Does your SMSF pass the sole purpose test?

Does your SMSF pass the sole purpose test?

Making sure a SMSF passes the sole purpose test (SPT) is one of the requirements of operating a compliant SMSF. One of the most important things to understand is that it’s not the type of investment dictating whether the SPT is met, but rather the purpose for which the investment is made and maintained that is relevant.

This is crucial given that the trustee and member are typically the same people, which can give rise to conflicts of interest when critical financial decisions need to be made.


What is the Sole Purpose Test?


The SPT is not an actual test, but more a rule of thumb where the fund must be able to demonstrate that it meets one or more core purposes at all times. The fund can also meet an ancillary purpose, but only if it also meets one or more of the core purposes at the same time.

In broad terms, section 62 of the Superannuation Industry (Supervision) Act 1993 requires that any or all of the following core purposes must be met to provide benefits to members:

  • retirement
  • reaching age 65
  • death

The ancillary purposes, which must co-exist with one or more of the core purposes, are:

  • Termination of employment
  • Cessation of work due to ill health
  • Death or reversionary benefits
  • APRA-approved benefits

Remember, too, that SPT is concerned with how a trustee of a SMSF came to make an investment or undertake an activity which can vary from trustee to trustee.


Role of the SMSF auditor


The role of the SMSF auditor is to ensure that the fund complies with the SPT during the year being audited. All of the circumstances of the fund must be viewed by the SMSF auditor holistically and objectively to determine whether the SPT has been contravened.

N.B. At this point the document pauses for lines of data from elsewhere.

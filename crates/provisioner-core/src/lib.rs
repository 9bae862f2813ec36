// Copyright (C) 2025 SyncMyOrders Sp. z o.o.
// SPDX-License-Identifier: AGPL-3.0-or-later
//! Provisioner Core - Runtime Provisioning Persistence
//!
//! This crate is the persistence and orchestration core of a cluster
//! provisioner. It records the lifecycle of managed runtimes (clusters) as
//! operation rows in a relational store and reconstructs authoritative
//! runtime status from the stored row graph. The GraphQL transport and the
//! infrastructure actuator that drives clusters to their desired state are
//! external consumers.
//!
//! # Architecture
//!
//! ```text
//! ┌─────────────────────────────────────────────────────────┐
//! │                 External Consumers                       │
//! │        (API resolvers, infrastructure actuator)          │
//! └─────────────────────────────────────────────────────────┘
//!                │                         │
//!                ▼                         ▼
//! ┌───────────────────────┐   ┌───────────────────────────┐
//! │    RuntimeService     │   │     OperationService      │
//! │  provisioning starts  │   │   terminal transitions    │
//! │  status reconstruction│   │   (Succeeded / Failed)    │
//! └───────────────────────┘   └───────────────────────────┘
//!                │                         │
//!                └──────────┬──────────────┘
//!                           ▼
//! ┌─────────────────────────────────────────────────────────┐
//! │                    SessionFactory                        │
//! │   ReadSession / WriteSession / TransactionalWriteSession │
//! └─────────────────────────────────────────────────────────┘
//!                │                         │
//!                ▼                         ▼
//! ┌───────────────────────┐   ┌───────────────────────────┐
//! │      PostgreSQL       │   │          SQLite           │
//! │     (production)      │   │   (embedded and tests)    │
//! └───────────────────────┘   └───────────────────────────┘
//! ```
//!
//! # Operation state machine
//!
//! Every lifecycle event (provision, upgrade, deprovision) is one operation
//! row:
//!
//! | Transition | Trigger |
//! |------------|---------|
//! | (created) → `InProgress` | `set_provisioning_started`, `set_upgrade_started`, `set_deprovisioning_started` |
//! | `InProgress` → `Succeeded` | `OperationService::set_as_succeeded` |
//! | `InProgress` → `Failed` | `OperationService::set_as_failed` |
//!
//! `Succeeded` and `Failed` are terminal. Repeating a transition to the same
//! terminal state is a no-op; flipping between terminal states is an error.
//!
//! # Atomicity
//!
//! `set_provisioning_started` inserts the cluster row, exactly one backend
//! configuration (Gardener or GCP), the Kyma configuration with its modules,
//! and the initial operation inside a single database transaction. A failure
//! at any step rolls everything back, so other sessions never observe a
//! partial cluster.

#![deny(missing_docs)]

pub mod config;
pub mod error;
pub mod migrations;
pub mod model;
pub mod operations;
pub mod repair;
pub mod service;
pub mod session;
pub mod uuid;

The auditor will look for factors that would weigh in favour of a conclusion that a SMSF is not being maintained in accordance with s62, such as:

  1. The trustee negotiated for or sought out the benefit
  2. The benefit influenced the trustee to favour one course of action over another
  3. The benefit is provided by the SMSF to a member or another party at a cost to the SMSF
  4. There is a pattern of events that amounts to a material benefit being provided

Nevertheless, when a SMSF receives a benefit that is incidental, remote or significant, it does not necessarily result in the fund contravening the SPT.


Sole Purpose Test penalties


Failure to meet the SPT is one of the most serious contraventions as it goes to the very core of the superannuation legislation. The worst case is that the fund is made non-complying and being taxed at 47% plus ATO penalties can be applied up to $10,800 per trustee per breach.

The ATO has the discretion to freeze a SMSF’s assets where it appears the trustee’s conduct is likely to have a significant adverse effect on the SMSF, and they also have the power to disqualify trustees.

The court can also impose a sentence of five years’ imprisonment for individual trustees or longer for corporate trustees.


Voluntary disclosure or wind-up?


Other courses of action the trustee can take to rectify an SPT contravention is to engage early with the ATO through their voluntary disclosure service or decide to wind the fund up.

Where the trustee chooses voluntary disclosure, the ATO may continue to issue the SMSF with a notice of non-compliance and/or apply other compliance treatments.


Further help:

If you have any concerns regarding any potential breach, please contact our experts as soon as practical.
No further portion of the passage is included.